New Research to Follow College Students’ Use of Smokeless Tobacco Products

October 26, 2009

WINSTON-SALEM, N.C. – Researchers at Wake Forest University Baptist Medical Center have received a $2.9 million federal grant to study smokeless tobacco use among college students and plan to follow them over three years of school.

Mark Wolfson, Ph.D., (Social Sciences and Health Policy), and John Spangler, M.D., (Family and Community Medicine), were awarded the grant in September. The grant is funded by the National Cancer Institute of the National Institutes of Health.

The goal of this study is to better understand smokeless tobacco use among college students and to measure their use over their college careers. The researchers will recruit a cohort of smokeless tobacco users and non-users from 10 colleges in North Carolina and follow this cohort using web-based surveys beginning in their freshman year. They will be looking at patterns of use of different products, including chewing tobacco, dry and moist snuff (including snus and other flavored products), and alternative tobacco products such as lozenges, strips, orbs and sticks.
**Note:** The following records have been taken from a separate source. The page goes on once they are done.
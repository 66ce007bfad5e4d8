//! Lua 5.3/5.4 parsing: lexer, positioned AST, and recursive-descent
//! parser with semantic validation.

pub mod ast;
pub mod lexer;
#[allow(clippy::module_inception)]
pub mod parser;

pub use ast::{Block, Chunk, Comment, CommentKind, Expr, Span, Stat};
pub use parser::{parse, parse_with_options, ParseOptions};
//! Coverage controller: lifecycle and wiring.
//!
//! Owns the configuration, the data store, and the module cache; installs
//! the tracker globals, the loader hook, and the assertion hook on
//! `start`, and removes them again on `stop`. Reports are attempted per
//! format independently; the run is only fully successful when every
//! requested format succeeded.

use mlua::{Lua, Value};
use std::cell::{Ref, RefCell};
use std::path::{Path, PathBuf};
use std::rc::Rc;

use crate::config::CoverageConfig;
use crate::core::errors::{Error, Result};
use crate::report::{self, Aggregate, ReportFormat, Summary};
use crate::runtime::{
    assertion::AssertionHook, cache::ModuleCache, loader::LoaderHook, tracker, CacheStats,
    CoverageData,
};

pub struct CoverageController {
    config: CoverageConfig,
    data: Rc<RefCell<CoverageData>>,
    cache: Rc<RefCell<ModuleCache>>,
    loader: Option<LoaderHook>,
    assertions: Option<AssertionHook>,
    active: bool,
    started: bool,
}

impl CoverageController {
    pub fn new(config: CoverageConfig) -> Self {
        let mut data = CoverageData::new();
        data.set_preserve_execution_counts(config.preserve_execution_counts);
        Self {
            config,
            data: Rc::new(RefCell::new(data)),
            cache: Rc::new(RefCell::new(ModuleCache::new())),
            loader: None,
            assertions: None,
            active: false,
            started: false,
        }
    }

    /// Validate options and install the tracker, loader hook, and
    /// assertion hook. Idempotent while active.
    pub fn start(&mut self, lua: &Lua) -> Result<()> {
        if self.active {
            return Ok(());
        }
        self.config.validate()?;

        tracker::install(lua, self.data.clone())?;

        let mut loader = LoaderHook::new(
            self.data.clone(),
            self.cache.clone(),
            self.config.file_filter()?,
            self.config.parse_options(),
        );
        loader.install(lua)?;
        self.loader = Some(loader);

        let mut assertions = AssertionHook::new(self.data.clone());
        assertions.install(lua)?;
        self.assertions = Some(assertions);

        self.active = true;
        self.started = true;
        log::debug!("covmap: coverage started");
        Ok(())
    }

    /// Uninstall both hooks and the tracker. Collected data stays
    /// available for aggregation and reports.
    pub fn stop(&mut self, lua: &Lua) -> Result<()> {
        if !self.active {
            return Err(Error::NotStarted);
        }
        if let Some(mut assertions) = self.assertions.take() {
            assertions.uninstall(lua)?;
        }
        if let Some(mut loader) = self.loader.take() {
            loader.uninstall(lua)?;
        }
        tracker::uninstall(lua)?;
        self.active = false;
        log::debug!("covmap: coverage stopped");
        Ok(())
    }

    pub fn is_active(&self) -> bool {
        self.active
    }

    /// Drop execution and coverage data; registered files stay.
    pub fn reset(&self) {
        self.data.borrow_mut().reset();
    }

    /// Drop everything, including registered files and cached modules.
    pub fn full_reset(&self) {
        self.data.borrow_mut().full_reset();
        self.cache.borrow_mut().reset();
    }

    /// Read-only view of the collected data.
    pub fn data(&self) -> Result<Ref<'_, CoverageData>> {
        if !self.started {
            return Err(Error::NotStarted);
        }
        Ok(self.data.borrow())
    }

    /// Run an entry file through the instrumentation pipeline. Requires
    /// an active session.
    pub fn run_file(&self, lua: &Lua, path: &Path) -> Result<Value> {
        let loader = self.loader.as_ref().ok_or(Error::NotStarted)?;
        loader.load_path(lua, path)
    }

    /// Rewrite instrumented positions in an error message back to
    /// original source positions.
    pub fn rewrite_error(&self, message: &str) -> String {
        self.data.borrow().rewrite_positions(message)
    }

    /// Generate every configured report format. One result per format;
    /// failures do not stop the remaining formats.
    pub fn write_reports(&self) -> Result<Vec<(ReportFormat, Result<PathBuf>)>> {
        if !self.started {
            return Err(Error::NotStarted);
        }
        let data = self.data.borrow();
        Ok(report::generate_reports(&data, &self.config.report))
    }

    /// Owned per-file summaries plus the global totals, for terminal
    /// output after the borrow ends.
    pub fn summaries(&self) -> Result<(Vec<(PathBuf, Summary)>, Summary)> {
        if !self.started {
            return Err(Error::NotStarted);
        }
        let data = self.data.borrow();
        let view: Aggregate<'_> = report::aggregate(&data);
        let files = view
            .files
            .iter()
            .map(|f| (f.record.file_path.clone(), f.summary))
            .collect();
        Ok((files, view.totals))
    }

    pub fn cache_stats(&self) -> CacheStats {
        self.cache.borrow().stats()
    }
}

#[cfg(test)]
mod tests {
    use super::*;
    use std::io::Write as _;

    fn enabled_config() -> CoverageConfig {
        CoverageConfig {
            enabled: true,
            ..CoverageConfig::default()
        }
    }

    #[test]
    fn start_and_stop_toggle_hooks() {
        let lua = Lua::new();
        let mut controller = CoverageController::new(enabled_config());
        assert!(!controller.is_active());
        controller.start(&lua).unwrap();
        assert!(controller.is_active());
        assert!(tracker::is_installed(&lua));
        controller.stop(&lua).unwrap();
        assert!(!controller.is_active());
        assert!(!tracker::is_installed(&lua));
    }

    #[test]
    fn stop_without_start_is_not_started() {
        let lua = Lua::new();
        let mut controller = CoverageController::new(enabled_config());
        assert!(matches!(controller.stop(&lua), Err(Error::NotStarted)));
    }

    #[test]
    fn data_before_start_is_not_started() {
        let controller = CoverageController::new(enabled_config());
        assert!(matches!(controller.data(), Err(Error::NotStarted)));
    }

    #[test]
    fn data_remains_available_after_stop() {
        let lua = Lua::new();
        let mut controller = CoverageController::new(enabled_config());
        controller.start(&lua).unwrap();
        controller.stop(&lua).unwrap();
        assert!(controller.data().is_ok());
    }

    #[test]
    fn invalid_config_fails_start() {
        let lua = Lua::new();
        let mut config = enabled_config();
        config.include = vec!["[".to_string()];
        let mut controller = CoverageController::new(config);
        assert!(matches!(
            controller.start(&lua),
            Err(Error::Configuration(_))
        ));
        assert!(!controller.is_active());
    }

    #[test]
    fn run_file_collects_coverage_end_to_end() {
        let dir = tempfile::tempdir().unwrap();
        let script = dir.path().join("script.lua");
        let mut f = std::fs::File::create(&script).unwrap();
        writeln!(f, "local x = 1").unwrap();
        writeln!(f, "return x + 1").unwrap();
        drop(f);

        let lua = Lua::new();
        let mut controller = CoverageController::new(enabled_config());
        controller.start(&lua).unwrap();
        let value = controller.run_file(&lua, &script).unwrap();
        assert!(matches!(value, Value::Integer(2)));
        controller.stop(&lua).unwrap();

        let (files, totals) = controller.summaries().unwrap();
        assert_eq!(files.len(), 1);
        assert_eq!(totals.executable_lines, 2);
        assert_eq!(totals.executed_lines, 2);
    }

    #[test]
    fn reset_clears_collected_data() {
        let dir = tempfile::tempdir().unwrap();
        let script = dir.path().join("script.lua");
        std::fs::write(&script, "local x = 1\nreturn x\n").unwrap();

        let lua = Lua::new();
        let mut controller = CoverageController::new(enabled_config());
        controller.start(&lua).unwrap();
        controller.run_file(&lua, &script).unwrap();
        controller.reset();
        let (_, totals) = controller.summaries().unwrap();
        assert_eq!(totals.executed_lines, 0);
        assert_eq!(totals.executable_lines, 2, "registered files survive reset");
        controller.stop(&lua).unwrap();
    }
}
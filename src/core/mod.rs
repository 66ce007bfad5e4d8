//! Core data model for the coverage engine.
//!
//! Everything here is plain data: file records, per-line flags and counts,
//! function records, and assertion records. Behavior lives in the runtime
//! store and the aggregator; the types below are shared across both.

pub mod errors;

pub use errors::{Error, Result, MAX_SOURCE_BYTES};

use serde::{Deserialize, Serialize};
use std::collections::{BTreeMap, BTreeSet};
use std::path::{Path, PathBuf};

use crate::instrument::sourcemap::SourceMap;
use crate::parser::ast::Comment;

/// Canonical key for an instrumented file: the absolute path as a string.
pub type FileId = String;

/// Derive the [`FileId`] for a path. Canonicalizes when the file exists so
/// symlinked and relative spellings collapse to one key.
pub fn file_id_for(path: &Path) -> FileId {
    match path.canonicalize() {
        Ok(p) => p.to_string_lossy().into_owned(),
        Err(_) => path.to_string_lossy().into_owned(),
    }
}

/// Classification of a source line.
#[derive(Clone, Copy, Debug, PartialEq, Eq, Serialize, Deserialize)]
#[serde(rename_all = "snake_case")]
pub enum LineKind {
    /// Executable statement line
    Code,
    /// Line fully occupied by a comment
    Comment,
    /// Whitespace-only line
    Blank,
    /// Non-executable block delimiter (`end`, `else`, lone `do`, ...)
    Structural,
}

impl LineKind {
    pub fn is_executable(self) -> bool {
        matches!(self, LineKind::Code)
    }
}

/// Two-bit flag set per line. COVERED implies EXECUTED; `set_covered`
/// maintains the implication.
#[derive(Clone, Copy, Debug, Default, PartialEq, Eq, Serialize, Deserialize)]
pub struct LineFlags(u8);

impl LineFlags {
    const EXECUTED: u8 = 0b01;
    const COVERED: u8 = 0b10;

    pub fn executed(self) -> bool {
        self.0 & Self::EXECUTED != 0
    }

    pub fn covered(self) -> bool {
        self.0 & Self::COVERED != 0
    }

    pub fn set_executed(&mut self) {
        self.0 |= Self::EXECUTED;
    }

    pub fn set_covered(&mut self) {
        self.0 |= Self::COVERED | Self::EXECUTED;
    }

    pub fn clear(&mut self) {
        self.0 = 0;
    }
}

/// Execution state of a single line.
#[derive(Clone, Debug, Default, PartialEq, Eq, Serialize, Deserialize)]
pub struct LineRecord {
    pub flags: LineFlags,
    pub execution_count: u64,
}

/// Reported state of an executable line.
#[derive(Clone, Copy, Debug, PartialEq, Eq, Serialize, Deserialize)]
#[serde(rename_all = "SCREAMING_SNAKE_CASE")]
pub enum LineState {
    NotCovered,
    Executed,
    Covered,
}

impl LineFlags {
    pub fn state(self) -> LineState {
        if self.covered() {
            LineState::Covered
        } else if self.executed() {
            LineState::Executed
        } else {
            LineState::NotCovered
        }
    }
}

/// How a function was introduced in source.
#[derive(Clone, Copy, Debug, PartialEq, Eq, Serialize, Deserialize)]
#[serde(rename_all = "snake_case")]
pub enum FunctionKind {
    Global,
    Local,
    Method,
    Anonymous,
    Closure,
}

/// One tracked function. The id string is `"{name}:{start}-{end}"`.
#[derive(Clone, Debug, Serialize, Deserialize)]
pub struct FunctionRecord {
    pub name: String,
    pub kind: FunctionKind,
    pub start_line: u32,
    pub end_line: u32,
    pub executed: bool,
    pub covered: bool,
    pub execution_count: u64,
}

impl FunctionRecord {
    pub fn id(&self) -> String {
        format!("{}:{}-{}", self.name, self.start_line, self.end_line)
    }
}

/// Per-file coverage record. Created on first successful instrumentation,
/// uniquely owned by the global store; reports borrow it read-only.
#[derive(Clone, Debug)]
pub struct FileRecord {
    pub file_path: PathBuf,
    /// Original (uninstrumented) source text, kept for report rendering.
    pub source: String,
    pub line_count: u32,
    /// Lines holding at least one trackable statement, from the transformer.
    pub executable_lines: BTreeSet<u32>,
    /// Comment table from the parse, for line classification.
    pub comments: Vec<Comment>,
    pub lines: BTreeMap<u32, LineRecord>,
    /// Keyed by function id.
    pub functions: BTreeMap<String, FunctionRecord>,
    pub sourcemap: SourceMap,
}

impl FileRecord {
    pub fn line_state(&self, line: u32) -> LineState {
        self.lines
            .get(&line)
            .map(|l| l.flags.state())
            .unwrap_or(LineState::NotCovered)
    }

    pub fn execution_count(&self, line: u32) -> u64 {
        self.lines.get(&line).map(|l| l.execution_count).unwrap_or(0)
    }
}

/// Snapshot + result of one wrapped assertion call. Only records for
/// passing assertions are retained.
#[derive(Clone, Debug, Serialize, Deserialize)]
pub struct AssertionRecord {
    pub test_file: String,
    pub test_line: u32,
    pub assertion_kind: String,
    /// Lines newly executed under this assertion's dynamic extent.
    pub covered_lines: BTreeMap<FileId, BTreeSet<u32>>,
}

/// Format a `"<file_id>:<line>"` key for the global executed/covered sets.
pub fn line_key(file_id: &str, line: u32) -> String {
    format!("{file_id}:{line}")
}

/// Split a `"<file_id>:<line>"` key back into its parts. File ids may
/// themselves contain `:` (Windows drive letters), so split at the last one.
pub fn split_line_key(key: &str) -> Option<(&str, u32)> {
    let idx = key.rfind(':')?;
    let line = key[idx + 1..].parse().ok()?;
    Some((&key[..idx], line))
}

#[cfg(test)]
mod tests {
    use super::*;

    #[test]
    fn covered_implies_executed() {
        let mut flags = LineFlags::default();
        flags.set_covered();
        assert!(flags.executed(), "COVERED must imply EXECUTED");
        assert_eq!(flags.state(), LineState::Covered);
    }

    #[test]
    fn executed_alone_is_not_covered() {
        let mut flags = LineFlags::default();
        flags.set_executed();
        assert!(!flags.covered());
        assert_eq!(flags.state(), LineState::Executed);
    }

    #[test]
    fn line_key_round_trips() {
        let key = line_key("/tmp/a.lua", 17);
        assert_eq!(split_line_key(&key), Some(("/tmp/a.lua", 17)));
    }

    #[test]
    fn line_key_handles_windows_drive_colon() {
        let key = line_key("C:\\work\\a.lua", 3);
        assert_eq!(split_line_key(&key), Some(("C:\\work\\a.lua", 3)));
    }

    #[test]
    fn function_record_id_format() {
        let f = FunctionRecord {
            name: "add".into(),
            kind: FunctionKind::Local,
            start_line: 1,
            end_line: 3,
            executed: false,
            covered: false,
            execution_count: 0,
        };
        assert_eq!(f.id(), "add:1-3");
    }
}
“This is pretty innovative and was quite competitive, as only five other smokeless tobacco grants were funded nationally,” Spangler said. “There’s just not a lot of data about smokeless tobacco use in college students. Most studies look at smoking. No one has followed college students over time to see how their smokeless tobacco use changes over time.”

Spangler said this new study will build on research that Wolfson recently published about high secondhand smoke exposure in college students.

“One of the reasons we think this study is so important is that many new smokeless tobacco products are being marketed as a substitute for smoking,” Wolfson said. “We don’t know whether people toggle back and forth between different products or not.”

Spangler added that there is concern that these smokeless tobacco products might appeal to youth and could possibly move them toward cigarette use. Or, if they’re already smokers, the products are being touted as “harm reducing” and as a way to quit smoking. He doesn’t believe the claims, he said, adding that there is data to the contrary that suggests that even when a smoker uses smokeless tobacco products, they still continue to smoke. These products contain carcinogens and are still harmful to the mouth, teeth, gums, and throat, he said.

In their grant abstract, Spangler and Wolfson said that young adults ages 18-25, including both those in college and those who are not, have the highest prevalence of use of any adult age group. The manufacturing companies intentionally market their products to college students as a way for smokers to use nicotine in places where smoking is not permitted – which increasingly is becoming the norm on college campuses.

“The research field is very hungry for this kind of data on young people, and we think there will be a lot of interest in our results,” Wolfson said.

Wolfson is a professor and section head for the Section on Society and Health in the Department of Social Sciences and Health Policy of Wake Forest University School of Medicine. Spangler is a professor in the Department of Family and Community Medicine of the School of Medicine. Other researchers involved in the study include Erin Sutfin, Ph.D., Beth Reboussin, Ph.D., and Kim Wagoner, M.P.H., and the project manager for the study is Jessica Richardson, M.P.H., all of the School of Medicine.